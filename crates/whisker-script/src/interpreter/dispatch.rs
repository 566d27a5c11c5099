//! Statement dispatch (spec §4.3 dispatch order).

use crate::context::ExecutionContext;
use crate::error::WhiskerResult;
use crate::value::Value;

use super::control;
use super::expr;
use super::scan;
use super::Flow;

pub fn execute_statement(ctx: &mut ExecutionContext, stmt: &str) -> WhiskerResult<Flow> {
    let stmt = stmt.trim();
    if stmt.is_empty() {
        return Ok(Flow::Normal);
    }

    if stmt == "break" {
        return Ok(Flow::Break);
    }
    if starts_with_word(stmt, "function") || starts_with_word(stmt, "local function") {
        control::define_function(ctx, stmt)?;
        return Ok(Flow::Normal);
    }
    if starts_with_word(stmt, "return") {
        let rest = stmt["return".len()..].trim();
        let value = if rest.is_empty() {
            Value::Nil
        } else {
            // Spec §9 Non-goals: a single primary return value, not a tuple.
            let first = scan::split_top_level_commas(rest);
            expr::eval(ctx, first.first().map(String::as_str).unwrap_or(""))?
        };
        return Ok(Flow::Return(value));
    }
    if starts_with_word(stmt, "if") {
        return control::execute_if(ctx, stmt);
    }
    if starts_with_word(stmt, "while") {
        return control::execute_while(ctx, stmt);
    }
    if starts_with_word(stmt, "repeat") {
        return control::execute_repeat(ctx, stmt);
    }
    if starts_with_word(stmt, "for") {
        return control::execute_for(ctx, stmt);
    }
    if starts_with_word(stmt, "local") {
        execute_local(ctx, stmt)?;
        return Ok(Flow::Normal);
    }
    if let Some((lhs, rhs)) = expr::split_assignment(stmt) {
        execute_assignment(ctx, &lhs, &rhs)?;
        return Ok(Flow::Normal);
    }
    // Function-call expression or bare expression: evaluated for side
    // effects, result discarded.
    expr::eval(ctx, stmt)?;
    Ok(Flow::Normal)
}

fn starts_with_word(stmt: &str, word: &str) -> bool {
    stmt == word
        || stmt
            .strip_prefix(word)
            .and_then(|rest| rest.chars().next())
            .is_some_and(|c| !c.is_alphanumeric() && c != '_')
}

fn execute_local(ctx: &mut ExecutionContext, stmt: &str) -> WhiskerResult<()> {
    let rest = stmt["local".len()..].trim();
    let (names_part, exprs_part) = expr::split_assignment(rest)
        .map(|(n, e)| (n, Some(e)))
        .unwrap_or((rest.to_string(), None));
    let names = scan::split_top_level_commas(&names_part);
    let values = match exprs_part {
        Some(e) => expr::eval_args(ctx, &e)?,
        None => Vec::new(),
    };
    for (i, name) in names.iter().enumerate() {
        let v = values.get(i).cloned().unwrap_or(Value::Nil);
        ctx.declare_local(name, v);
    }
    Ok(())
}

fn execute_assignment(ctx: &mut ExecutionContext, lhs: &str, rhs: &str) -> WhiskerResult<()> {
    let targets = scan::split_top_level_commas(lhs);
    let values = expr::eval_args(ctx, rhs)?;
    for (i, target) in targets.iter().enumerate() {
        let v = values.get(i).cloned().unwrap_or(Value::Nil);
        expr::assign_to(ctx, target, v)?;
    }
    Ok(())
}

= = = =

WHAT YOU SHOULD DO :: The full listing above should be transcribed exactly.

FINISHED EXERCISE ::
filename crates/whisker-script/src/interpreter/dispatch.rs
repository 566d27a5c11c5099
//! Statement dispatch (spec §4.3 dispatch order).

use crate::context::ExecutionContext;
use crate::error::WhiskerResult;
use crate::value::Value;

use super::control;
use super::expr;
use super::scan;
use super::Flow;

pub fn execute_statement(ctx: &mut ExecutionContext, stmt: &str) -> WhiskerResult<Flow> {
    let stmt = stmt.trim();
    if stmt.is_empty() {
        return Ok(Flow::Normal);
    }

    if stmt == "break" {
        return Ok(Flow::Break);
    }
    if starts_with_word(stmt, "function") || starts_with_word(stmt, "local function") {
        control::define_function(ctx, stmt)?;
        return Ok(Flow::Normal);
    }
    if starts_with_word(stmt, "return") {
        let rest = stmt["return".len()..].trim();
        let value = if rest.is_empty() {
            Value::Nil
        } else {
            // Spec §9 Non-goals: a single primary return value, not a tuple.
            let first = scan::split_top_level_commas(rest);
            expr::eval(ctx, first.first().map(String::as_str).unwrap_or(""))?
        };
        return Ok(Flow::Return(value));
    }
    if starts_with_word(stmt, "if") {
        return control::execute_if(ctx, stmt);
    }
    if starts_with_word(stmt, "while") {
        return control::execute_while(ctx, stmt);
    }
    if starts_with_word(stmt, "repeat") {
        return control::execute_repeat(ctx, stmt);
    }
    if starts_with_word(stmt, "for") {
        return control::execute_for(ctx, stmt);
    }
    if starts_with_word(stmt, "local") {
        execute_local(ctx, stmt)?;
        return Ok(Flow::Normal);
    }
    if let Some((lhs, rhs)) = expr::split_assignment(stmt) {
        execute_assignment(ctx, &lhs, &rhs)?;
        return Ok(Flow::Normal);
    }
    // Function-call expression or bare expression: evaluated for side
    // effects, result discarded.
    expr::eval(ctx, stmt)?;
    Ok(Flow::Normal)
}

fn starts_with_word(stmt: &str, word: &str) -> bool {
    stmt == word
        || stmt
            .strip_prefix(word)
            .and_then(|rest| rest.chars().next())
            .is_some_and(|c| !c.is_alphanumeric() && c != '_')
}

fn execute_local(ctx: &mut ExecutionContext, stmt: &str) -> WhiskerResult<()> {
    let rest = stmt["local".len()..].trim();
    let (names_part, exprs_part) = expr::split_assignment(rest)
        .map(|(n, e)| (n, Some(e)))
        .unwrap_or((rest.to_string(), None));
    let names = scan::split_top_level_commas(&names_part);
    let values = match exprs_part {
        Some(e) => expr::eval_args(ctx, &e)?,
        None => Vec::new(),
    };
    for (i, name) in names.iter().enumerate() {
        let v = values.get(i).cloned().unwrap_or(Value::Nil);
        ctx.declare_local(name, v);
    }
    Ok(())
}

fn execute_assignment(ctx: &mut ExecutionContext, lhs: &str, rhs: &str) -> WhiskerResult<()> {
    let targets = scan::split_top_level_commas(lhs);
    let values = expr::eval_args(ctx, rhs)?;
    for (i, target) in targets.iter().enumerate() {
        let v = values.get(i).cloned().unwrap_or(Value::Nil);
        expr::assign_to(ctx, target, v)?;
    }
    Ok(())
}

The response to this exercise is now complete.